Iberdrola owns Scottish Power in the UK too, and its recent acquisitions bring its share of solar energy capacity in the UK to 9% of the total. The company is already investing heavily into wind energy in the UK, committing another £6 billion in October 2021 into UK offshore wind energy, its biggest project investment worldwide.
Oberdrola is also the world’s second-largest wind energy producer. The company is planning to be a clean energy giant.
Informative Twitter thread on why geothermal energy is suddenly getting a lot of attention and money.
British scientists have had a major breakthrough in their quest for nuclear fusion energy. But we aren’t anywhere close to getting large scale energy production yet.
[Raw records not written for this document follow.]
// Copyright (c) 2022-2023 The MobileCoin Foundation

//! Client for connected baking app instances
//!
//! This provides methods for interacting with the app
//! and is generic over [Exchange] transports

use std::{sync::Arc, time::Duration};

use byteorder::{BigEndian, ByteOrder};
use ledger_transport::Exchange;
use log::debug;

use mavryk_apdu::{
    command, decode_exact,
    prelude::{
        AllHwm, AllHwmReq, AuthKeyReq, AuthKeyWithCurveReq, AuthKeyWithCurveResp, AuthorizeReq,
        BipPath, DeauthorizeReq, GitReq, GitResp, Hwm, MainHwmReq, PublicKeyReq, PublicKeyResp,
        ResetReq, SetupReq, SigScheme, SignReq, SignResp, SignWithHashResp, Version, VersionReq,
    },
    ApduError, ApduReq, DecodeOwned,
};

use crate::{
    keys::{Prefix, PublicKey},
    Error,
};

/// Reference to a device key, a derivation path and signature scheme
pub trait DeviceKey: Send + Sync {
    fn path(&self) -> &BipPath;
    fn sig_scheme(&self) -> SigScheme;
}

impl DeviceKey for (BipPath, SigScheme) {
    fn path(&self) -> &BipPath {
        &self.0
    }

    fn sig_scheme(&self) -> SigScheme {
        self.1
    }
}

/// Baking app client for a connected device or emulator
///
/// Cloning the client shares the underlying transport.
pub struct MavrykClient<T> {
    t: Arc<T>,
    /// Timeout for requests requiring user interaction
    user_timeout: Duration,
    /// Timeout for plain requests
    request_timeout: Duration,
}

impl<T> Clone for MavrykClient<T> {
    fn clone(&self) -> Self {
        Self {
            t: self.t.clone(),
            user_timeout: self.user_timeout,
            request_timeout: self.request_timeout,
        }
    }
}

impl<T> From<T> for MavrykClient<T> {
    fn from(t: T) -> Self {
        Self::from(Arc::new(t))
    }
}

impl<T> From<Arc<T>> for MavrykClient<T> {
    fn from(t: Arc<T>) -> Self {
        Self {
            t,
            user_timeout: Duration::from_secs(60),
            request_timeout: Duration::from_secs(5),
        }
    }
}

impl<T> MavrykClient<T>
where
    T: Exchange<AnswerType = Vec<u8>> + Send + Sync,
    T::Error: Into<Error>,
{
    /// Set the timeout used for requests requiring user interaction
    pub fn with_user_timeout(mut self, timeout: Duration) -> Self {
        self.user_timeout = timeout;
        self
    }

    /// Access the underlying transport
    pub fn transport(&self) -> &Arc<T> {
        &self.t
    }

    /// Fetch the app version
    pub async fn version(&self) -> Result<Version, Error> {
        debug!("Requesting version");

        self.request_decode(&VersionReq {}, false).await
    }

    /// Fetch the git commit the app was built from
    pub async fn git(&self) -> Result<String, Error> {
        debug!("Requesting git commit");

        let r: GitResp = self.request_decode(&GitReq {}, false).await?;
        Ok(r.commit)
    }

    /// Authorize a key for baking, returning the raw response
    ///
    /// With no key an empty body is sent with the default scheme.
    pub async fn authorize_baking(&self, key: Option<&dyn DeviceKey>) -> Result<Vec<u8>, Error> {
        let req = match key {
            Some(k) => AuthorizeReq::new(k.sig_scheme(), Some(k.path().clone())),
            None => AuthorizeReq::default(),
        };

        debug!("Authorizing baking key ({req:?})");

        self.request(&req, true).await
    }

    /// Remove the authorized baking key
    pub async fn deauthorize(&self) -> Result<(), Error> {
        debug!("Deauthorizing baking key");

        self.request(&DeauthorizeReq {}, false).await?;
        Ok(())
    }

    /// Fetch the authorized key path
    pub async fn get_auth_key(&self) -> Result<BipPath, Error> {
        debug!("Requesting authorized key");

        self.request_decode(&AuthKeyReq {}, false).await
    }

    /// Fetch the authorized key path and curve
    pub async fn get_auth_key_with_curve(&self) -> Result<(SigScheme, BipPath), Error> {
        debug!("Requesting authorized key with curve");

        let r: AuthKeyWithCurveResp = self.request_decode(&AuthKeyWithCurveReq {}, false).await?;
        Ok((r.scheme, r.path))
    }

    /// Fetch the main chain high watermark
    pub async fn get_main_hwm(&self) -> Result<Hwm, Error> {
        debug!("Requesting main HWM");

        self.request_decode(&MainHwmReq {}, false).await
    }

    /// Fetch main chain id (Base58 `Net...`) and main / test watermarks
    pub async fn get_all_hwm(&self) -> Result<(String, Hwm, Hwm), Error> {
        debug!("Requesting all HWMs");

        let h: AllHwm = self.request_decode(&AllHwmReq {}, false).await?;

        let chain_id = Prefix::ChainId.encode(&h.chain_id.to_be_bytes());

        Ok((chain_id, h.main, h.test))
    }

    /// Fetch a public key without prompting
    pub async fn get_public_key_silent(&self, key: &dyn DeviceKey) -> Result<PublicKey, Error> {
        debug!("Requesting public key for {}", key.path());

        self.public_key(false, key).await
    }

    /// Fetch a public key, displaying it for approval
    pub async fn get_public_key_prompt(&self, key: &dyn DeviceKey) -> Result<PublicKey, Error> {
        debug!("Requesting public key (prompt) for {}", key.path());

        self.public_key(true, key).await
    }

    /// Setup chain id, watermarks and baking key, returning the key
    pub async fn setup_app_context(
        &self,
        key: &dyn DeviceKey,
        main_chain_id: &str,
        main_hwm: &Hwm,
        test_hwm: &Hwm,
    ) -> Result<PublicKey, Error> {
        debug!("Setting up app context (chain: {main_chain_id}, main: {main_hwm:?}, test: {test_hwm:?})");

        let chain_id = Prefix::ChainId.decode(main_chain_id)?;
        let req = SetupReq::new(
            BigEndian::read_u32(&chain_id),
            *main_hwm,
            *test_hwm,
            key.path().clone(),
            key.sig_scheme(),
        )?;

        let r: PublicKeyResp = self.request_decode(&req, true).await?;

        Ok(PublicKey::from_bytes(&r.key, key.sig_scheme())?)
    }

    /// Reset watermarks to the provided level
    pub async fn reset_app_context(&self, level: u32) -> Result<(), Error> {
        debug!("Resetting app context to level {level}");

        self.request(&ResetReq::new(level)?, true).await?;
        Ok(())
    }

    /// Sign a message, returning raw signature bytes
    pub async fn sign_message(&self, key: &dyn DeviceKey, message: &[u8]) -> Result<Vec<u8>, Error> {
        debug!("Signing {} byte message with {}", message.len(), key.path());

        let r = self.sign(false, key, message).await?;
        let s: SignResp = decode_exact(&r)?;

        Ok(s.signature)
    }

    /// Sign a message, returning the message hash and raw signature bytes
    pub async fn sign_message_with_hash(
        &self,
        key: &dyn DeviceKey,
        message: &[u8],
    ) -> Result<([u8; 32], Vec<u8>), Error> {
        debug!("Signing {} byte message (with hash) with {}", message.len(), key.path());

        let r = self.sign(true, key, message).await?;
        let s: SignWithHashResp = decode_exact(&r)?;

        Ok((s.hash, s.signature))
    }

    async fn public_key(&self, prompt: bool, key: &dyn DeviceKey) -> Result<PublicKey, Error> {
        let req = PublicKeyReq::new(prompt, key.sig_scheme(), key.path().clone());

        let r: PublicKeyResp = self.request_decode(&req, prompt).await?;

        Ok(PublicKey::from_bytes(&r.key, key.sig_scheme())?)
    }

    /// Send the signing path then the message in chunks, returning the
    /// response to the final chunk
    async fn sign(&self, with_hash: bool, key: &dyn DeviceKey, message: &[u8]) -> Result<Vec<u8>, Error> {
        let mut resp = vec![];

        for req in SignReq::sequence(with_hash, key.sig_scheme(), key.path(), message) {
            // Only message chunks may wait on the user
            let user = req.p1 != mavryk_apdu::P1_FIRST;
            resp = self.request(&req, user).await?;
        }

        Ok(resp)
    }

    /// Issue a request and decode the response payload
    async fn request_decode<'a, R, A>(&self, req: &R, user: bool) -> Result<A, Error>
    where
        R: ApduReq<'a> + Sync,
        A: DecodeOwned<Output = A, Error = ApduError>,
    {
        let r = self.request(req, user).await?;
        Ok(decode_exact(&r)?)
    }

    /// Issue a request, mapping non-success status words to errors
    async fn request<'a, R>(&self, req: &R, user: bool) -> Result<Vec<u8>, Error>
    where
        R: ApduReq<'a> + Sync,
    {
        let cmd = command(req)?;
        let ins = cmd.ins;

        let timeout = match user {
            true => self.user_timeout,
            false => self.request_timeout,
        };

        let a = tokio::time::timeout(timeout, self.t.exchange(&cmd))
            .await?
            .map_err(Into::<Error>::into)?;

        match a.retcode() {
            0x9000 => Ok(a.data().to_vec()),
            c => {
                debug!("Instruction {ins:#04x} failed with status {c:#06x}");
                Err(Error::from_status(c))
            }
        }
    }
}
Danish company Seaborg Technologies says it has developed molten salt thermal energy storage technology that can store large amounts of intermittent wind and solar power.
Space-based solar power will be a new frontier for humanity, writes Anjana Ahuja in the FT. The US, UK and China are all exploring its potential.
German trains are going electric! Deutsche Bahn trialled its first fully electric train recently. Further testing will run throughout early May on all routes.
The UK’s biggest supermarket, Tesco, is trialling battery-powered lorries for shorter deliveries.
The UK government will hold auctions for clean energy suppliers every year, rather than every 2 years. It should speed up clean energy supply.
A startup called Energy Vault has raised millions on funding for its novel energy storage idea. Now some are raising questions its ideas can work.